Comment le numérique bouscule-t-il les pratiques professionnelles des acteurs ? Qu’est-ce que cela modifie dans les postures d’animation ou de médiation ? Comment cela interroge-t-il les territoires d’intervention et les réseaux d’acteurs ? Quels nouveaux métiers émergent, et pour quel rapport au public ?

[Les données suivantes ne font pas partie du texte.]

//! Linux GPIO character-device driver (Raspberry Pi).
//!
//! Requests the relay line through `/dev/gpiochipN` and hands it out as an
//! `embedded-hal` output pin.  The kernel releases the line when the pin is
//! dropped, so there is no explicit close.

use gpio_cdev::{Chip, LineRequestFlags};
use linux_embedded_hal::CdevPin;
use log::{debug, warn};

use super::relay::LineDriver;
use crate::error::AcquireError;

pub struct CdevDriver {
    chip_path: String,
    consumer: String,
}

impl CdevDriver {
    pub fn new(chip_path: impl Into<String>, consumer: impl Into<String>) -> Self {
        Self {
            chip_path: chip_path.into(),
            consumer: consumer.into(),
        }
    }
}

impl LineDriver for CdevDriver {
    type Pin = CdevPin;

    fn open_output(&mut self, channel: u32) -> Result<CdevPin, AcquireError> {
        let mut chip = Chip::new(&self.chip_path).map_err(|e| {
            warn!("relay: cannot open {}: {e}", self.chip_path);
            AcquireError::DriverUnavailable
        })?;
        debug!(
            "relay: {} ({}) has {} lines",
            chip.name(),
            chip.label(),
            chip.num_lines()
        );

        let line = chip.get_line(channel).map_err(|e| {
            warn!("relay: {} has no line {channel}: {e}", self.chip_path);
            AcquireError::InvalidChannel { channel }
        })?;

        let handle = line
            .request(LineRequestFlags::OUTPUT, 0, &self.consumer)
            .map_err(|e| {
                // Usually another consumer already holds the line.
                warn!("relay: line {channel} request failed: {e}");
                AcquireError::ChannelBusy { channel }
            })?;

        CdevPin::new(handle).map_err(|e| {
            warn!("relay: line {channel} info query failed: {e}");
            AcquireError::DriverUnavailable
        })
    }
}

Telles sont quelques unes des questions qu’aborde le cahier de l’action n°48 coordonnée par Emmanuel Porte de l’Institut National de la Jeunesse et de l’Éducation Populaire (INJEP). Cet ouvrage ce découpe en trois grandes parties : Questions et Réflexions; Pratiques et Analyses; Pistes. J’ai eu le plaisir d’être un des dix contributeurs de ce cahier de l’action en racontant, analysant et décortiquant mon itinéraire…Une contribution en guise de témoignage pour les prochains médiateurs numériques.
Seul au monde
Souvent, très souvent j’ai eu cette curieuse sensation d’être seul et incompris. La médiation numérique est encore aujourd’hui un concept qui ne s’impose pas naturellement. Il y a sept ans en arrière quand j’ai utilisé ce terme pour mon blog médiateur numérique, j’étais en marge d’une profession composée à 99,99 % d’animateurs multimédia. Aujourd’hui j’ai le sentiment que la profession n’est plus divisée sur la terminologie, reste désormais à l’imposer auprès de nos principaux partenaires que sont les partenaires publics et les usagers. J’observe même qu’il existe des Diplômes Universitaires pour être médiateurs numériques. J’aurais tendance à prolonger le cursus jusqu’au Master au minimum pour les personnes devant mettre en place une stratégie des usages numériques à l’échelle d’un territoire.
Je n’ai guère trouvé plus de soutien auprès de mon cercle professionnel immédiat. Les priorités étaient si nombreuses que le numérique devenait accessoire. Comment intégrer les usages numériques alors que la problématique du public cible tourne autour de lire et écrire ? Comment parler d’inclusion numérique à des élus qui ne se servent jamais d’un ordinateur et qui se font imprimer leur mails par leur secrétaire ? Je ne compte plus le nombre de murs qui se sont dressés, le nombres d’obstacles qu’il a fallu surmonter…
Les crapauds fous
Avec le Web vous n’êtes jamais seul. Cela paraît une évidence aujourd’hui mais cela l’était pas autant aux débuts de Youtube et de Facebook. Quand vous vous posez une question, vous pouvez toujours donner la vôtre. Elle n’est ni bonne, ni mauvaise. Elle est votre. Et si elle est partagée alors c’est qu’elle n’est pas si mauvaise. Dans l’océan du web, j’ai croisé des crapauds fous. Des gens qui ont mis toute leur énergie à faire de l’inclusion numérique, de la littératie pour tous, des biens communs des sujets de société. des sujets, pris et repris jusque dans la dernière campagne des élections présidentielles. Des semeurs de graines, des briseurs de mus, des hackeurs de la société, des visionnaires diront certains, des crapauds fous… »
Le crapaud fou, c’est ce batracien déboussolé qui ne suit pas ses congénères lors de la migration reproductive. Il s’en va se perdre, souvent ne revient jamais à sa mare d’origine, ne trouve pas de conjoint, meurt… Mais quand tous ses congénères, dans leur migration stéréotypée, se heurtent à un obstacle et succombent, la survie de l’espèce ne tient qu’à quelques crapauds fous qui réussissent à trouver de nouveaux chemins vers de nouvelles mares.
Nous avons besoin plus que jamais de crapauds fous. Ils sont désormais si nombreux parmi nous, que finalement nous partageons tous un peu de leur folie. Quand toutes ces folies se connecteront nous entreront dans une nouvelle époque, une nouvelle civilisation »
Le plus improbable peut être est que ces crapauds fous arrivent à se reconnaitre entre eux et faire front commun.